Jon Henderson

No. 24, 28
- Positions: Wide receiver, Defensive back

Personal information
- Born: December 17, 1944 (age 81) Pittsburgh, Pennsylvania, U.S.
- Listed height: 6 ft 0 in (1.83 m)
- Listed weight: 200 lb (91 kg)

Career information
- High school: Westinghouse (Pittsburgh)
- College: Colorado State
- NFL draft: 1968: 3rd round, 61st overall pick

Career history
- Pittsburgh Steelers (1968–1969); Washington Redskins (1970); Calgary Stampeders (1971);

Awards and highlights
- Grey Cup champion (1971);

Career NFL statistics
- Receptions: 28
- Receiving yards: 390
- Touchdowns: 6
- Stats at Pro Football Reference

= Jon Henderson =

American football player (born 1944)

Jon Elliott Henderson (born December 17, 1944) is an American former professional football player who was a wide receiver in the National Football League (NFL) for the Pittsburgh Steelers and the Washington Redskins.
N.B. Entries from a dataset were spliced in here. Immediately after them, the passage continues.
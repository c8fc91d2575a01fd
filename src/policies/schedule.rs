//! # Schedule policy.
//!
//! [`SchedulePolicy`] decides which waiting job is admitted when a running slot frees up.
//!
//! - [`SchedulePolicy::FirstInFirstRun`] pops the **head** (oldest arrival). Fair,
//!   latency-ordered (default).
//! - [`SchedulePolicy::LastInFirstRun`] pops the **tail** (newest arrival). Prefers fresh
//!   work over stale work, e.g. a list screen that only cares about the latest page.
//!
//! ```text
//!  waiting: [ a  b  c  d ]
//!             ▲        ▲
//!  FirstIn ───┘        └─── LastIn
//! ```

use std::collections::VecDeque;
use std::fmt;
use std::str::FromStr;

use crate::error::ConfigError;

/// Ordering used to pick the next waiting job.
#[derive(Clone, Copy, Debug, Default, PartialEq, Eq, Hash)]
pub enum SchedulePolicy {
    /// Admit the earliest arrival first (FIFO).
    #[default]
    FirstInFirstRun,
    /// Admit the most recent arrival first (LIFO).
    LastInFirstRun,
}

impl SchedulePolicy {
    /// Pops the next item from `queue` according to this policy.
    ///
    /// # Example
    /// ```
    /// use std::collections::VecDeque;
    /// use taskgate::SchedulePolicy;
    ///
    /// let mut q: VecDeque<_> = [1, 2, 3].into();
    /// assert_eq!(SchedulePolicy::FirstInFirstRun.next(&mut q), Some(1));
    /// assert_eq!(SchedulePolicy::LastInFirstRun.next(&mut q), Some(3));
    /// assert_eq!(q, [2]);
    /// ```
    #[inline]
    pub fn next<T>(self, queue: &mut VecDeque<T>) -> Option<T> {
        match self {
            SchedulePolicy::FirstInFirstRun => queue.pop_front(),
            SchedulePolicy::LastInFirstRun => queue.pop_back(),
        }
    }

    /// Stable kebab-case name.
    pub fn as_str(self) -> &'static str {
        match self {
            SchedulePolicy::FirstInFirstRun => "first-in-first-run",
            SchedulePolicy::LastInFirstRun => "last-in-first-run",
        }
    }
}

impl fmt::Display for SchedulePolicy {
    fn fmt(&self, f: &mut fmt::Formatter<'_>) -> fmt::Result {
        f.write_str(self.as_str())
    }
}

impl FromStr for SchedulePolicy {
    type Err = ConfigError;

    /// Accepts kebab-case (`first-in-first-run`), snake_case, CamelCase and the
    /// short forms `fifo` / `lifo`, case-insensitively.
    fn from_str(s: &str) -> Result<Self, Self::Err> {
        match super::normalize(s).as_str() {
            "firstinfirstrun" | "fifo" => Ok(SchedulePolicy::FirstInFirstRun),
            "lastinfirstrun" | "lifo" => Ok(SchedulePolicy::LastInFirstRun),
            _ => Err(ConfigError::UnknownPolicy {
                kind: "schedule",
                name: s.to_string(),
            }),
        }
    }
}

#[cfg(test)]
mod tests {
    use super::*;

    #[test]
    fn fifo_drains_in_arrival_order() {
        let mut q: VecDeque<_> = ["a", "b", "c"].into();
        let order: Vec<_> =
            std::iter::from_fn(|| SchedulePolicy::FirstInFirstRun.next(&mut q)).collect();
        assert_eq!(order, ["a", "b", "c"]);
    }

    #[test]
    fn lifo_drains_newest_first() {
        let mut q: VecDeque<_> = ["a", "b", "c"].into();
        let order: Vec<_> =
            std::iter::from_fn(|| SchedulePolicy::LastInFirstRun.next(&mut q)).collect();
        assert_eq!(order, ["c", "b", "a"]);
    }

    #[test]
    fn empty_queue_yields_nothing() {
        let mut q: VecDeque<u8> = VecDeque::new();
        assert_eq!(SchedulePolicy::FirstInFirstRun.next(&mut q), None);
        assert_eq!(SchedulePolicy::LastInFirstRun.next(&mut q), None);
    }

    #[test]
    fn parses_common_spellings() {
        for s in ["first-in-first-run", "FirstInFirstRun", "first_in_first_run", "FIFO"] {
            assert_eq!(s.parse::<SchedulePolicy>(), Ok(SchedulePolicy::FirstInFirstRun), "{s}");
        }
        assert_eq!("lifo".parse::<SchedulePolicy>(), Ok(SchedulePolicy::LastInFirstRun));
        assert_eq!(
            SchedulePolicy::LastInFirstRun.to_string().parse::<SchedulePolicy>(),
            Ok(SchedulePolicy::LastInFirstRun)
        );
    }

    #[test]
    fn absent_or_unknown_name_is_config_error() {
        let err = "".parse::<SchedulePolicy>().unwrap_err();
        assert_eq!(err.as_label(), "config_unknown_policy");
        assert!("round-robin".parse::<SchedulePolicy>().is_err());
    }
}
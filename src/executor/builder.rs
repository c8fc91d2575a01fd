//! # Executor builder.
//!
//! [`ExecutorBuilder`] validates an [`ExecutorConfig`] and wires the runtime pieces:
//!
//! ```text
//! build()
//!   ├─► cfg.validate()
//!   ├─► pool: with_pool(..) or RuntimePool::current()
//!   ├─► Bus::new(cfg.bus_capacity_clamped())
//!   └─► subscribers non-empty?
//!          └─► SubscriberSet + listener task (Bus ─► SubscriberSet::emit)
//! ```
//!
//! The listener stops when the executor is dropped. Events already on the bus are
//! drained and delivered to subscribers before their workers shut down.

use std::sync::Arc;

use tokio::runtime::Handle;
use tokio::sync::broadcast::error::{RecvError, TryRecvError};
use tokio::sync::oneshot;

use crate::error::ConfigError;
use crate::events::Bus;
use crate::executor::config::ExecutorConfig;
use crate::executor::core::Executor;
use crate::pool::{RuntimePool, WorkerPool};
use crate::subscribers::{Subscribe, SubscriberSet};

/// Builder for constructing an [`Executor`] with a custom pool or subscribers.
pub struct ExecutorBuilder {
    cfg: ExecutorConfig,
    pool: Option<Arc<dyn WorkerPool>>,
    subscribers: Vec<Arc<dyn Subscribe>>,
}

impl ExecutorBuilder {
    /// Creates a new builder with the given configuration.
    pub fn new(cfg: ExecutorConfig) -> Self {
        Self {
            cfg,
            pool: None,
            subscribers: Vec::new(),
        }
    }

    /// Runs jobs on `pool` instead of the current tokio runtime.
    ///
    /// Pass clones of the same `Arc` to share one pool between executors.
    pub fn with_pool(mut self, pool: Arc<dyn WorkerPool>) -> Self {
        self.pool = Some(pool);
        self
    }

    /// Sets event subscribers.
    ///
    /// Subscribers receive executor events through dedicated workers with bounded
    /// queues. Requires a tokio runtime at `build` time.
    pub fn with_subscribers(mut self, subscribers: Vec<Arc<dyn Subscribe>>) -> Self {
        self.subscribers = subscribers;
        self
    }

    /// Validates the configuration and builds the executor.
    ///
    /// Fails with [`ConfigError::NoRuntime`] if a runtime is needed (no explicit pool, or
    /// subscribers present) and none is running.
    pub fn build(self) -> Result<Executor, ConfigError> {
        self.cfg.validate()?;

        let pool: Arc<dyn WorkerPool> = match self.pool {
            Some(pool) => pool,
            None => Arc::new(RuntimePool::current()?),
        };
        let bus = Bus::new(self.cfg.bus_capacity_clamped());

        let listener_stop = if self.subscribers.is_empty() {
            None
        } else {
            let runtime = Handle::try_current().map_err(|_| ConfigError::NoRuntime)?;
            let _guard = runtime.enter();
            let set = SubscriberSet::new(self.subscribers, bus.clone());
            let mut rx = bus.subscribe();
            let (stop_tx, mut stop_rx) = oneshot::channel::<()>();

            runtime.spawn(async move {
                loop {
                    tokio::select! {
                        biased;
                        res = rx.recv() => match res {
                            Ok(ev) => set.emit(&ev),
                            Err(RecvError::Lagged(_)) => continue,
                            Err(RecvError::Closed) => break,
                        },
                        _ = &mut stop_rx => {
                            loop {
                                match rx.try_recv() {
                                    Ok(ev) => set.emit(&ev),
                                    Err(TryRecvError::Lagged(_)) => continue,
                                    Err(_) => break,
                                }
                            }
                            break;
                        }
                    }
                }
                set.shutdown().await;
            });
            Some(stop_tx)
        };

        Ok(Executor::from_parts(&self.cfg, pool, bus, listener_stop))
    }
}
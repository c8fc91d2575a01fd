//! # Jobs: one record per accepted submission.
//!
//! A [`Job`] ties a [`TaskRef`] to a process-unique [`JobId`] and, for `submit`, the
//! sending half of its [`TaskHandle`]. Jobs live in exactly one place at a time: the
//! waiting queue, or (as a [`JobId`]) the running set while their future is on the pool.
//!
//! Dropping a job that never ran closes its handle, which then resolves to
//! [`TaskError::Dropped`].

use std::fmt;
use std::sync::Arc;
use std::sync::atomic::{AtomicU64, Ordering};

use tokio::sync::oneshot;

use crate::error::TaskError;
use crate::executor::handle::TaskHandle;
use crate::tasks::{TaskRef, same_task};

static NEXT_JOB: AtomicU64 = AtomicU64::new(1);

/// Process-unique identity of an accepted submission.
#[derive(Clone, Copy, Debug, PartialEq, Eq, Hash, PartialOrd, Ord)]
pub struct JobId(u64);

impl JobId {
    fn next() -> Self {
        JobId(NEXT_JOB.fetch_add(1, Ordering::Relaxed))
    }

    /// Raw numeric id.
    pub fn as_u64(self) -> u64 {
        self.0
    }
}

impl fmt::Display for JobId {
    fn fmt(&self, f: &mut fmt::Formatter<'_>) -> fmt::Result {
        write!(f, "job-{}", self.0)
    }
}

pub(crate) type Completion = oneshot::Sender<Result<(), TaskError>>;

pub(crate) struct Job {
    id: JobId,
    task: TaskRef,
    done: Option<Completion>,
}

impl Job {
    /// Job without a handle (`execute`).
    pub(crate) fn new(task: TaskRef) -> Self {
        Self {
            id: JobId::next(),
            task,
            done: None,
        }
    }

    /// Job paired with a handle (`submit`).
    pub(crate) fn with_handle(task: TaskRef) -> (Self, TaskHandle) {
        let (tx, rx) = oneshot::channel();
        let id = JobId::next();
        let job = Self {
            id,
            task,
            done: Some(tx),
        };
        (job, TaskHandle::new(id, rx))
    }

    pub(crate) fn id(&self) -> JobId {
        self.id
    }

    pub(crate) fn task(&self) -> &TaskRef {
        &self.task
    }

    pub(crate) fn name(&self) -> Arc<str> {
        Arc::from(self.task.name())
    }

    /// True if this job wraps exactly `task` (reference equality).
    pub(crate) fn is_task(&self, task: &TaskRef) -> bool {
        same_task(&self.task, task)
    }

    /// Resolves the handle (if any) without running the task.
    pub(crate) fn resolve(self, result: Result<(), TaskError>) {
        if let Some(done) = self.done {
            let _ = done.send(result);
        }
    }

    pub(crate) fn into_parts(self) -> (JobId, TaskRef, Option<Completion>) {
        (self.id, self.task, self.done)
    }
}

impl fmt::Debug for Job {
    fn fmt(&self, f: &mut fmt::Formatter<'_>) -> fmt::Result {
        f.debug_struct("Job")
            .field("id", &self.id)
            .field("task", &self.task.name())
            .field("handle", &self.done.is_some())
            .finish()
    }
}

#[cfg(test)]
mod tests {
    use super::*;
    use crate::tasks::TaskFn;

    fn noop() -> TaskRef {
        TaskFn::arc("noop", || async { Ok::<(), TaskError>(()) })
    }

    #[test]
    fn duplicate_submissions_get_distinct_ids() {
        let task = noop();
        let a = Job::new(Arc::clone(&task));
        let b = Job::new(Arc::clone(&task));
        assert_ne!(a.id(), b.id());
        assert!(a.is_task(&task) && b.is_task(&task));
        assert!(!a.is_task(&noop()));
    }

    #[tokio::test]
    async fn dropped_job_resolves_handle_as_dropped() {
        let (job, handle) = Job::with_handle(noop());
        assert_eq!(handle.job(), job.id());
        drop(job);
        assert_eq!(handle.await, Err(TaskError::Dropped));
    }

    #[tokio::test]
    async fn resolve_delivers_result() {
        let (job, handle) = Job::with_handle(noop());
        job.resolve(Err(TaskError::Canceled));
        assert_eq!(handle.await, Err(TaskError::Canceled));
    }
}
He also played one season in the Canadian Football League (CFL) for the Calgary Stampeders and helped them to win the Grey Cup in 1971. Henderson played college football for the Colorado State Rams and was selected 61st overall in the third round of the 1968 NFL/AFL draft.

He served as the Steelers primary kick returner in 1968, returning 29 kicks for 589 yards but played sparingly on offense. His best game as a wide receiver came on December 13, 1970, when he caught six passes for 120 yards for the Redskins, including a 56-yard touchdown against the Philadelphia Eagles.